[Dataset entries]
★ ★ ★

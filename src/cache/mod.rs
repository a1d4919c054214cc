//! Unique-index cache.
//!
//! Singularity checks and GROUP BY prefix selection both need the indexes
//! of a table. Looking them up is a metadata round-trip, so the results are
//! kept here for the lifetime of the process.
//!
//! # Design
//!
//! - Injected explicitly (`Arc<IndexCache>`), shared by every report
//! - Populated on first miss from [`QueryExecutor::indexes`]
//! - Read-only after population, never invalidated
//! - The primary key always appears as a unique index
//!
//! # Key Format
//!
//! ```text
//! {table} -> [IndexInfo, ...]   (all indexes, primary key first)
//! ```

use std::sync::Arc;

use dashmap::DashMap;
use tracing::debug;

use crate::executor::{ExecResult, IndexInfo, QueryExecutor};

/// Name given to the synthesized primary-key index.
pub const PRIMARY_INDEX: &str = "PRIMARY";

#[derive(Debug, Default)]
pub struct IndexCache {
    tables: DashMap<String, Arc<Vec<IndexInfo>>>,
}

impl IndexCache {
    pub fn new() -> Self {
        Self::default()
    }

    /// Every index of `table`, primary key included.
    pub fn all_indexes(
        &self,
        executor: &dyn QueryExecutor,
        table: &str,
        primary_key: &str,
    ) -> ExecResult<Arc<Vec<IndexInfo>>> {
        if let Some(hit) = self.tables.get(table) {
            return Ok(Arc::clone(hit.value()));
        }

        let mut indexes = executor.indexes(table)?;
        let has_primary = indexes
            .iter()
            .any(|idx| idx.unique && idx.columns.len() == 1 && idx.columns[0] == primary_key);
        if !has_primary {
            indexes.insert(
                0,
                IndexInfo {
                    name: PRIMARY_INDEX.into(),
                    columns: vec![primary_key.into()],
                    unique: true,
                },
            );
        }
        debug!(table, count = indexes.len(), "cached table indexes");

        // A concurrent miss may have filled the entry first; keep whichever landed.
        let entry = self
            .tables
            .entry(table.to_string())
            .or_insert_with(|| Arc::new(indexes));
        Ok(Arc::clone(entry.value()))
    }

    /// Unique indexes of `table`, primary key included.
    pub fn unique_indexes(
        &self,
        executor: &dyn QueryExecutor,
        table: &str,
        primary_key: &str,
    ) -> ExecResult<Vec<IndexInfo>> {
        let all = self.all_indexes(executor, table, primary_key)?;
        Ok(all.iter().filter(|idx| idx.unique).cloned().collect())
    }

    /// Whether `table` has been looked up already.
    pub fn contains(&self, table: &str) -> bool {
        self.tables.contains_key(table)
    }

    pub fn len(&self) -> usize {
        self.tables.len()
    }

    pub fn is_empty(&self) -> bool {
        self.tables.is_empty()
    }
}
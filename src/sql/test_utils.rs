//! Test utilities for SQL emission validation.
//!
//! Provides helpers for validating that emitted SQL is syntactically correct
//! using sqlparser-rs for roundtrip validation.

use sqlparser::dialect::{MySqlDialect, PostgreSqlDialect, SQLiteDialect};
use sqlparser::parser::Parser;

use super::dialect::Dialect;

/// Validates that a SQL string is syntactically valid for the given dialect.
///
/// Uses sqlparser-rs to parse the SQL and returns an error if parsing fails.
pub fn validate_sql(sql: &str, dialect: Dialect) -> Result<(), String> {
    let parser_dialect: Box<dyn sqlparser::dialect::Dialect> = match dialect {
        Dialect::Sqlite => Box::new(SQLiteDialect {}),
        Dialect::Postgres => Box::new(PostgreSqlDialect {}),
        Dialect::MySql => Box::new(MySqlDialect {}),
    };

    Parser::parse_sql(&*parser_dialect, sql)
        .map(|_| ())
        .map_err(|e| format!("Invalid SQL for {:?}: {}\nSQL: {}", dialect, e, sql))
}

#[cfg(test)]
mod tests {
    use super::*;

    #[test]
    fn test_validate_valid_sql() {
        validate_sql("SELECT * FROM people", Dialect::Postgres).unwrap();
        validate_sql("SELECT * FROM people", Dialect::MySql).unwrap();
        validate_sql("SELECT * FROM people LIMIT -1 OFFSET 2", Dialect::Sqlite).unwrap();
    }

    #[test]
    fn test_validate_invalid_sql() {
        let result = validate_sql("SELEC * FORM people", Dialect::Postgres);
        assert!(result.is_err());
    }
}
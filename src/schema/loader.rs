//! TOML schema loading.
//!
//! ```toml
//! [entities.Company]
//! table = "companies"
//! fields = { name = "generic", turnover = "money" }
//! associations = [
//!     { name = "quotes", kind = "has_many" },
//!     { name = "relationships", kind = "has_many" },
//!     { name = "people", kind = "through", through = "relationships", source = "person" },
//! ]
//!
//! [[entities.Company.columns]]
//! name = "quote_count"
//! kind = "integer"
//! fields = [{ path = "quotes", field = "id", aggregate = "count" }]
//! ```

use std::collections::BTreeMap;
use std::fs;
use std::path::Path;
use std::sync::LazyLock;

use regex::Regex;
use serde::Deserialize;
use tracing::debug;

use super::{AssociationKind, Entity, Schema, SchemaError, SchemaResult};

static IDENTIFIER: LazyLock<Regex> = LazyLock::new(|| Regex::new(r"^[A-Za-z_][A-Za-z0-9_]*$").unwrap());

/// Whether `s` is a plain SQL identifier.
pub fn is_identifier(s: &str) -> bool {
    IDENTIFIER.is_match(s)
}

fn check_identifier(s: &str) -> SchemaResult<()> {
    if is_identifier(s) {
        Ok(())
    } else {
        Err(SchemaError::InvalidIdentifier(s.to_string()))
    }
}

#[derive(Debug, Deserialize)]
#[serde(deny_unknown_fields)]
struct SchemaFile {
    #[serde(default)]
    entities: BTreeMap<String, Entity>,
}

impl Schema {
    /// Parse and validate a schema from TOML.
    pub fn from_toml_str(content: &str) -> SchemaResult<Self> {
        let file: SchemaFile = toml::from_str(content)?;
        let mut schema = Schema::new();
        for (name, mut entity) in file.entities {
            entity.name = name;
            schema.add_entity(entity);
        }
        schema.validate()?;
        debug!(entities = schema.entities.len(), "loaded schema");
        Ok(schema)
    }

    /// Load a schema file.
    pub fn from_file<P: AsRef<Path>>(path: P) -> SchemaResult<Self> {
        let path = path.as_ref();
        if !path.exists() {
            return Err(SchemaError::FileNotFound(path.to_path_buf()));
        }
        let content = fs::read_to_string(path)?;
        Self::from_toml_str(&content)
    }

    /// Check identifiers, association targets and every registered column.
    pub fn validate(&self) -> SchemaResult<()> {
        for entity in self.entities.values() {
            check_identifier(&entity.name)?;
            check_identifier(&entity.table)?;
            check_identifier(&entity.primary_key)?;
            for field in entity.fields.keys() {
                check_identifier(field)?;
            }

            for assoc in &entity.associations {
                let invalid = |reason: &str| SchemaError::InvalidAssociation {
                    entity: entity.name.clone(),
                    name: assoc.name.clone(),
                    reason: reason.into(),
                };
                check_identifier(&assoc.name)?;
                if let Some(fk) = &assoc.foreign_key {
                    check_identifier(fk)?;
                }
                if let Some(poly) = &assoc.polymorphic_as {
                    check_identifier(poly)?;
                    if assoc.kind == AssociationKind::BelongsTo {
                        return Err(invalid("'as' only applies to has_one and has_many"));
                    }
                }
                match assoc.kind {
                    AssociationKind::Through => {
                        if assoc.through.is_none() {
                            return Err(invalid("missing 'through'"));
                        }
                    }
                    _ => {
                        if assoc.through.is_some() || assoc.source.is_some() {
                            return Err(invalid("'through' and 'source' need kind = \"through\""));
                        }
                        self.entity(&assoc.target_entity())?;
                    }
                }
                // Walking the association checks through/source chains end to end.
                self.relation_for(&entity.name, &[assoc.name.as_str()])?;
            }

            let mut seen = std::collections::HashSet::new();
            for column in &entity.columns {
                if !seen.insert(column.name.as_str()) {
                    return Err(SchemaError::InvalidColumn {
                        entity: entity.name.clone(),
                        column: column.name.clone(),
                        reason: "defined twice".into(),
                    });
                }
                for field in &column.fields {
                    check_identifier(&field.field)?;
                    for operand in field.transform.iter().flat_map(|op| op.fields()) {
                        check_identifier(operand)?;
                    }
                    for join in &field.joins {
                        check_identifier(&join.table)?;
                        for (joined, prev) in &join.on {
                            check_identifier(joined)?;
                            check_identifier(prev)?;
                        }
                    }
                }
                self.resolve_column(&entity.name, &column.name)?;
            }
        }
        Ok(())
    }
}
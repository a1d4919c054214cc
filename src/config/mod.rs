//! Configuration module for reportkit.
//!
//! Handles connection configuration, environment variables, and settings.

mod connection;
mod settings;

pub use connection::{ConnectionConfig, ConnectionError, Driver};
pub use settings::{expand_env_vars, ConnectionSettings, ReportSettings, Settings, SettingsError};
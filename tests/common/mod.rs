//! Shared CRM fixture: companies, people, relationships, quotes, financials.
//!
//! ```text
//! companies   1 BMW, 2 Mercedes, 3 Audi, 4 Volkswagen
//! people      1 Jan, 2 Piet, 3 Joris, 4 Korneel, 5 Dieter
//! employs     BMW: Jan, Piet   Mercedes: Joris   Audi: Joris, Korneel, Dieter
//! quotes      id  company  contact  responsible  deleted
//!              1  BMW      Jan      Piet
//!              2  BMW      Joris    Jan
//!              3  BMW      Korneel  Joris        yes
//!              4  Audi     Korneel  Korneel
//! ```
#![allow(dead_code)]

use std::sync::Arc;

use reportkit::executor::{QueryLog, SqliteExecutor};
use reportkit::model::{FormatOptions, Value};
use reportkit::report::{Report, ReportContext};
use reportkit::schema::Schema;

pub const FIXTURE_SQL: &str = "
CREATE TABLE people (
    id INTEGER PRIMARY KEY,
    first_name TEXT,
    last_name TEXT
);
CREATE TABLE companies (
    id INTEGER PRIMARY KEY,
    name TEXT,
    alpha TEXT,
    turnover REAL,
    updated_at TEXT
);
CREATE UNIQUE INDEX index_companies_on_name_and_alpha ON companies (name, alpha);
CREATE TABLE financials (
    id INTEGER PRIMARY KEY,
    financiable_type TEXT,
    financiable_id INTEGER,
    vat_no TEXT
);
CREATE UNIQUE INDEX index_financials_on_financiable ON financials (financiable_type, financiable_id);
CREATE TABLE relationships (
    id INTEGER PRIMARY KEY,
    company_id INTEGER,
    person_id INTEGER,
    function TEXT
);
CREATE TABLE quotes (
    id INTEGER PRIMARY KEY,
    company_id INTEGER,
    contact_id INTEGER,
    responsible_id INTEGER,
    description TEXT,
    deleted_at TEXT
);

INSERT INTO people (id, first_name, last_name) VALUES
    (1, 'Jan', 'Jansen'),
    (2, 'Piet', 'Pietersen'),
    (3, 'Joris', 'Driepinter'),
    (4, 'Korneel', 'Kalkoen'),
    (5, 'Dieter', 'Dietrich');
INSERT INTO companies (id, name, alpha, turnover, updated_at) VALUES
    (1, 'BMW', 'b', 4955642.5, '2012-03-01 10:00:00'),
    (2, 'Mercedes', 'm', 2300000, '2012-02-01 09:30:00'),
    (3, 'Audi', 'a', 3120000.25, '2012-01-15 16:45:00'),
    (4, 'Volkswagen', 'v', NULL, '2011-12-24 08:00:00');
INSERT INTO financials (id, financiable_type, financiable_id, vat_no) VALUES
    (1, 'Company', 1, 'DE123456789'),
    (2, 'Company', 3, 'DE811115368');
INSERT INTO relationships (id, company_id, person_id, function) VALUES
    (1, 1, 1, 'director'),
    (2, 1, 2, 'sales'),
    (3, 2, 3, 'director'),
    (4, 3, 3, 'advisor'),
    (5, 3, 4, 'sales'),
    (6, 3, 5, 'support');
INSERT INTO quotes (id, company_id, contact_id, responsible_id, description, deleted_at) VALUES
    (1, 1, 1, 2, 'quote 1', NULL),
    (2, 1, 3, 1, 'quote 2', NULL),
    (3, 1, 4, 3, 'quote 3', '2012-04-01 12:00:00'),
    (4, 3, 4, 4, 'quote 4', NULL);
";

pub const SCHEMA_TOML: &str = r#"
[entities.Company]
table = "companies"
fields = { name = "generic", alpha = "generic", turnover = "money", updated_at = "time" }
associations = [
    { name = "quotes", kind = "has_many" },
    { name = "relationships", kind = "has_many" },
    { name = "people", kind = "through", through = "relationships", source = "person" },
    { name = "financial", kind = "has_one", as = "financiable" },
]

[[entities.Company.columns]]
name = "people_count"
kind = "integer"
fields = [{ path = "people", field = "id", aggregate = "count" }]

[[entities.Company.columns]]
name = "people_sum"
kind = "integer"
fields = [{ path = "people", field = "id", aggregate = "sum" }]

[[entities.Company.columns]]
name = "quote_count"
kind = "integer"
label = "Quotes"
fields = [{ path = "quotes", field = "id", aggregate = "count" }]

# Companies sharing at least one person with this one, itself included.
[[entities.Company.columns]]
name = "related_count"
kind = "integer"
fields = [
    { path = "relationships", joins = [{ table = "relationships", on = { person_id = "person_id" } }], field = "company_id", aggregate = "count_distinct" },
]

[[entities.Company.columns]]
name = "people_names"
fields = [{ path = "people", field = "first_name", aggregate = "group_concat" }]

[[entities.Company.columns]]
name = "turnover_or_zero"
kind = "money"
fields = [{ field = "turnover", transform = { coalesce = [0] } }]

[[entities.Company.columns]]
name = "doubled_turnover"
kind = "money"
fields = [{ field = "turnover", transform = { mul = 2 } }]

[entities.Person]
table = "people"
fields = { first_name = "generic", last_name = "generic" }
associations = [
    { name = "relationships", kind = "has_many" },
    { name = "companies", kind = "through", through = "relationships", source = "company" },
]

[entities.Relationship]
table = "relationships"
fields = { company_id = "integer", person_id = "integer", function = "generic" }
associations = [
    { name = "company", kind = "belongs_to" },
    { name = "person", kind = "belongs_to" },
]

[entities.Quote]
table = "quotes"
fields = { company_id = "integer", contact_id = "integer", responsible_id = "integer", description = "generic", deleted_at = "time" }
associations = [
    { name = "company", kind = "belongs_to" },
    { name = "contact", kind = "belongs_to", target = "Person" },
    { name = "responsible", kind = "belongs_to", target = "Person" },
]

[[entities.Quote.columns]]
name = "contact_name"
fields = [{ path = "contact", field = "first_name", transform = { concat = [" ", { field = "last_name" }] } }]

[entities.Financial]
table = "financials"
fields = { financiable_type = "generic", financiable_id = "integer", vat_no = "generic" }
"#;

pub fn schema() -> Schema {
    Schema::from_toml_str(SCHEMA_TOML).unwrap()
}

/// In-memory database loaded with the fixture, wrapped in a statement log.
pub fn database() -> Arc<QueryLog<SqliteExecutor>> {
    let exec = SqliteExecutor::open_in_memory().unwrap();
    exec.execute_batch(FIXTURE_SQL).unwrap();
    Arc::new(QueryLog::new(exec))
}

/// A report over a fresh fixture database, plus the log its queries land in.
pub fn report(entity: &str, columns: &[&str]) -> (Report, Arc<QueryLog<SqliteExecutor>>) {
    let log = database();
    let ctx = ReportContext::new(log.clone());
    let report = Report::new(&schema(), entity, columns, &FormatOptions::default(), ctx).unwrap();
    (report, log)
}

pub fn int(i: i64) -> Value {
    Value::Int(i)
}

pub fn text(s: &str) -> Value {
    Value::from(s)
}

/// Values of one column, top to bottom.
pub fn column(report: &Report, name: &str) -> Vec<Value> {
    report
        .table()
        .unwrap()
        .column_values(name)
        .unwrap()
        .into_iter()
        .cloned()
        .collect()
}

/// Rows of the report as cast values.
pub fn rows(report: &Report) -> Vec<Vec<Value>> {
    report.table().unwrap().rows().to_vec()
}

★ ★ ★

Exercise requirements: If a line in the records above contains the word "entry", count it, then give the total and nothing else.

Exercise solution: 4